抱樸の樸とは、切り出したあるがままの木材のことをいうのだそうである。四年ほど前の佼正新聞に以下の講演録がある。
「ささくれ立ち、棘(とげ)のある原木や荒木を抱きしめれば、体に傷がつくように、人を丸ごと受けとめると、多少なりとも傷つきます。「絆(きずな)」は「傷(きず)」を含みます。しかし、その痛みが生きている実感となり、人と共に生きているという証しにもなるのです。20210709」
樸には含みが多い。切り出した原木は使いにくい。建築資材になるのはごく少数のエリートに過ぎない。残りは端材として廃棄される運命にある。材木であれば環境問題としてはともかく、人は廃棄できない。森林を資源と考えると、単一種が並ぶ人工林がは効率が良い。しかし森林は単なる資源ではない。森林は共生体である。無数の生きとし生けるものが生殺与奪を繰り返しつつ生かされあい生かし合い時を刻んでいる。「奇跡のりんご」という本とそれに基づく映画がある。りんごというのは弱い種で、人間の用に合わせて品種改良を重ねた結果、猛毒の農薬を散布し殺菌した土にしか育たなくなってしまった。その不健康さに異を唱え、雑草や雑木を生やし放題にして、無農薬りんごの出荷に施工した農家の話である。植物にはコンパニオンプランツという関係がある。植物はお互いを補完する関係性がある。だから単一種だけを栽培すると無防備になり、農薬頼らざるを得なくなる。農家もりんごも薬漬け。だから自然に帰ろうという話である。自由が丘にそのストーリーを掲げる店もある。しかしスーパーに行っても奇跡のりんごはない。小さいし見かけも良くないからである。世の中の人達は見かけで品定めをする。

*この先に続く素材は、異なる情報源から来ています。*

use crate::{
    core::{bounds::Bounds, geo::{Point, TileCoord}},
    rendering::canvas::{Canvas, Color, Shadow},
    tiles::cache::MarkerImage,
    traits::MatrixTransform,
    MapError, Result,
};
use std::sync::Arc;

/// Commands recorded by the render context
#[derive(Debug, Clone)]
pub enum DrawCommand {
    Tile {
        coord: TileCoord,
        url: String,
        bounds: Bounds, // screen coordinates
        opacity: f32,
    },
    Overlay {
        url: String,
        bounds: Bounds,
        opacity: f32,
    },
    Circle {
        center: Point,
        radius: f64,
        fill: Option<Color>,
        stroke: Option<(Color, f64)>,
        shadow: Option<Shadow>,
    },
    /// `dest` is in local units; `transform` maps it to the screen
    Image {
        image: Arc<MarkerImage>,
        source: Bounds,
        dest: Bounds,
        transform: [f64; 6],
    },
    Text {
        text: String,
        position: Point,
        color: Color,
    },
}

#[derive(Debug, Clone, Copy)]
struct CanvasState {
    transform: [f64; 6],
    fill: Color,
    stroke: Color,
    line_width: f64,
    shadow: Option<Shadow>,
}

impl Default for CanvasState {
    fn default() -> Self {
        Self {
            transform: Point::identity_matrix(),
            fill: Color::rgb(0, 0, 0),
            stroke: Color::rgb(0, 0, 0),
            line_width: 1.0,
            shadow: None,
        }
    }
}

/// Recording rendering context.
///
/// Layers draw into it through the [`Canvas`] API; hosts replay the command
/// list onto their real surface.
pub struct RenderContext {
    pub width: u32,
    pub height: u32,
    /// Drawing primitives queue
    pub drawing_queue: Vec<DrawCommand>,
    /// Viewport clipping bounds in screen coordinates
    pub clip_bounds: Option<Bounds>,
    state: CanvasState,
    stack: Vec<CanvasState>,
}

impl RenderContext {
    /// Create a new render context
    pub fn new(width: u32, height: u32) -> Self {
        Self {
            width,
            height,
            drawing_queue: Vec::new(),
            clip_bounds: None,
            state: CanvasState::default(),
            stack: Vec::new(),
        }
    }

    /// Begin a frame
    pub fn begin_frame(&mut self) {
        self.drawing_queue.clear();
        self.state = CanvasState::default();
        self.stack.clear();
    }

    /// Get the current drawing queue
    pub fn commands(&self) -> &[DrawCommand] {
        &self.drawing_queue
    }

    /// Number of unmatched `save` calls
    pub fn depth(&self) -> usize {
        self.stack.len()
    }

    /// Queue a tile, dropping it when it lies completely outside the clip
    pub fn render_tile(
        &mut self,
        coord: TileCoord,
        url: String,
        bounds: Bounds,
        opacity: f32,
    ) -> Result<()> {
        if bounds.width() <= 0.0 || bounds.height() <= 0.0 {
            return Err(MapError::Render(format!("invalid tile bounds for {coord:?}")));
        }
        if !(0.0..=1.0).contains(&opacity) {
            return Err(MapError::Render("opacity must be between 0.0 and 1.0".into()));
        }

        if self.is_clipped(&bounds) {
            return Ok(());
        }
        self.drawing_queue.push(DrawCommand::Tile {
            coord,
            url,
            bounds,
            opacity,
        });
        Ok(())
    }

    /// Queue a georeferenced image overlay
    pub fn render_overlay(&mut self, url: String, bounds: Bounds, opacity: f32) -> Result<()> {
        if !(0.0..=1.0).contains(&opacity) {
            return Err(MapError::Render("opacity must be between 0.0 and 1.0".into()));
        }
        if self.is_clipped(&bounds) {
            return Ok(());
        }
        self.drawing_queue.push(DrawCommand::Overlay {
            url,
            bounds,
            opacity,
        });
        Ok(())
    }

    /// Set viewport clipping bounds (like Leaflet's clip rectangle)
    pub fn set_clip_bounds(&mut self, bounds: Bounds) {
        self.clip_bounds = Some(bounds);
    }

    pub fn clear_clip_bounds(&mut self) {
        self.clip_bounds = None;
    }

    fn is_clipped(&self, bounds: &Bounds) -> bool {
        self.clip_bounds
            .as_ref()
            .map(|clip| !clip.intersects(bounds))
            .unwrap_or(false)
    }

    fn to_screen(&self, point: Point) -> Point {
        point.apply_transform(&self.state.transform)
    }
}

impl Canvas for RenderContext {
    fn save(&mut self) {
        self.stack.push(self.state);
    }

    fn restore(&mut self) {
        if let Some(state) = self.stack.pop() {
            self.state = state;
        } else {
            log::warn!("restore() without matching save()");
        }
    }

    fn translate(&mut self, x: f64, y: f64) {
        let m = [1.0, 0.0, 0.0, 1.0, x, y];
        self.state.transform = Point::combine_matrices(&self.state.transform, &m);
    }

    fn rotate(&mut self, radians: f64) {
        let (sin, cos) = radians.sin_cos();
        let m = [cos, sin, -sin, cos, 0.0, 0.0];
        self.state.transform = Point::combine_matrices(&self.state.transform, &m);
    }

    fn set_shadow(&mut self, shadow: Option<Shadow>) {
        self.state.shadow = shadow;
    }

    fn set_fill_color(&mut self, color: Color) {
        self.state.fill = color;
    }

    fn set_stroke(&mut self, color: Color, line_width: f64) {
        self.state.stroke = color;
        self.state.line_width = line_width;
    }

    fn fill_circle(&mut self, center: Point, radius: f64) {
        let center = self.to_screen(center);
        self.drawing_queue.push(DrawCommand::Circle {
            center,
            radius,
            fill: Some(self.state.fill),
            stroke: None,
            shadow: self.state.shadow,
        });
    }

    fn stroke_circle(&mut self, center: Point, radius: f64) {
        let center = self.to_screen(center);
        self.drawing_queue.push(DrawCommand::Circle {
            center,
            radius,
            fill: None,
            stroke: Some((self.state.stroke, self.state.line_width)),
            shadow: self.state.shadow,
        });
    }

    fn draw_image(&mut self, image: &Arc<MarkerImage>, source: Bounds, dest: Bounds) {
        self.drawing_queue.push(DrawCommand::Image {
            image: Arc::clone(image),
            source,
            dest,
            transform: self.state.transform,
        });
    }

    fn fill_text(&mut self, text: &str, position: Point) {
        let position = self.to_screen(position);
        self.drawing_queue.push(DrawCommand::Text {
            text: text.to_string(),
            position,
            color: self.state.fill,
        });
    }
}

#[cfg(test)]
mod tests {
    use super::*;

    #[test]
    fn test_save_restore_isolates_transforms() {
        let mut ctx = RenderContext::new(100, 100);
        ctx.save();
        ctx.translate(10.0, 20.0);
        ctx.fill_circle(Point::new(0.0, 0.0), 5.0);
        ctx.restore();
        ctx.fill_circle(Point::new(0.0, 0.0), 5.0);
        assert_eq!(ctx.depth(), 0);

        let centers: Vec<Point> = ctx
            .commands()
            .iter()
            .filter_map(|c| match c {
                DrawCommand::Circle { center, .. } => Some(*center),
                _ => None,
            })
            .collect();
        assert_eq!(centers, vec![Point::new(10.0, 20.0), Point::new(0.0, 0.0)]);
    }

    #[test]
    fn test_rotation_after_translation() {
        let mut ctx = RenderContext::new(100, 100);
        ctx.translate(50.0, 50.0);
        ctx.rotate(std::f64::consts::FRAC_PI_2);
        ctx.fill_circle(Point::new(10.0, 0.0), 1.0);
        match &ctx.commands()[0] {
            DrawCommand::Circle { center, .. } => {
                assert!((center.x - 50.0).abs() < 1e-9);
                assert!((center.y - 60.0).abs() < 1e-9);
            }
            other => panic!("unexpected command {other:?}"),
        }
    }

    #[test]
    fn test_tiles_outside_clip_are_dropped() {
        let mut ctx = RenderContext::new(256, 256);
        ctx.set_clip_bounds(Bounds::from_coords(0.0, 0.0, 256.0, 256.0));
        let coord = TileCoord::new(0, 0, -3);

        ctx.render_tile(coord, "a".into(), Bounds::from_coords(0.0, 0.0, 256.0, 256.0), 1.0)
            .unwrap();
        ctx.render_tile(coord, "b".into(), Bounds::from_coords(300.0, 0.0, 556.0, 256.0), 1.0)
            .unwrap();
        assert_eq!(ctx.commands().len(), 1);

        assert!(ctx
            .render_tile(coord, "c".into(), Bounds::from_coords(0.0, 0.0, 0.0, 0.0), 1.0)
            .is_err());
    }
}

気がつくとこの世は人に対しても同じ品定めをしていないか。奥田牧師は「みんなおんなじいのち」という。人間社会を資源と考えると、単一種の人工林が一番効率が良いように見える。雑木林から出る樸は薪ずっぽうにしか使えない。森と林では大きな違いがある。森とは生態系である。林は人界と物怪の境界域に生まれた木の畑。樸はそこから切り出された木の屍である。木の屍の価値を測る尺度がJIS規格であり、樸はその企画に合わないから捨てられる。奥田牧師は樸を抱こうとしているが、実のところ樸は既に屍である。棘が出ているのはあたりまえである。抱けば痛い。樸も元々は生きていた。樸は土の滋養を吸い上げ水を送り梢を葉で飾り木漏れ日を土へと返していた。その葉は地に落ち虫とバクテリアの餐と成り果て滋養となる。地表から1メートル程に過ぎないこの腐葉土の立派な構成員の一つであった。樸を慈しむ残骸と捕えず命と想うと光が見える。そこに哀しみはない。人の社会を畑としてはならない。畑は屍という素材を作る生産地である。森の植物は幸いである。繋がりの中で生きている。
柘植を海沿いに防風林として植えたことがある。するとある日その柘植を植えた子供園から、「何故棘のある植物を植えたのか?」という連絡が入った。行ってみるとみかんのような長い棘が無数に生えている。本来柘植には棘がない。その後になって知ったことであるが、柘植を厳しい条件に植えると棘を生やすことがあるという。豊かな土壌に育つと丸い優しい葉を茂らせ滑らかな樹皮を被る柘植が、恐ろしげな棘を無数に纏っている。柘植が怒っている。見回すと友達がいない。海風が葉を洗っている。木も友達がいないとこうなるのか。人と同じである。
Jhamtse GatsalのGenlaによれば、毎日8回抱擁すればどんな辛い心傷を抱えた子供も愛を知るという。奥田牧師の奥さんが、ある暴れる子供を日々抱擁し続けて愛情を伝えた話を聞いた。実は皆人間は社会という森に生きている。コンパニオンプランツのように補い合い、生かし合い生かされている。林という畑では人は幸せになれない。人工食だけで生かされる毎日はごめんである。中華料理を食べ、味噌汁をすすり、注文を間違える店で食事をしたい。この世の人は全て不完全である。不完全であるが故に手を伸ばし合い生きる。抱樸の樸は切り出した薪ずっぽうではない。命である。希望のまちは森である。林ではない。杜でもない。森は生きている。森の木に抱きついて嬉し涙を流す奥田牧師が見たい。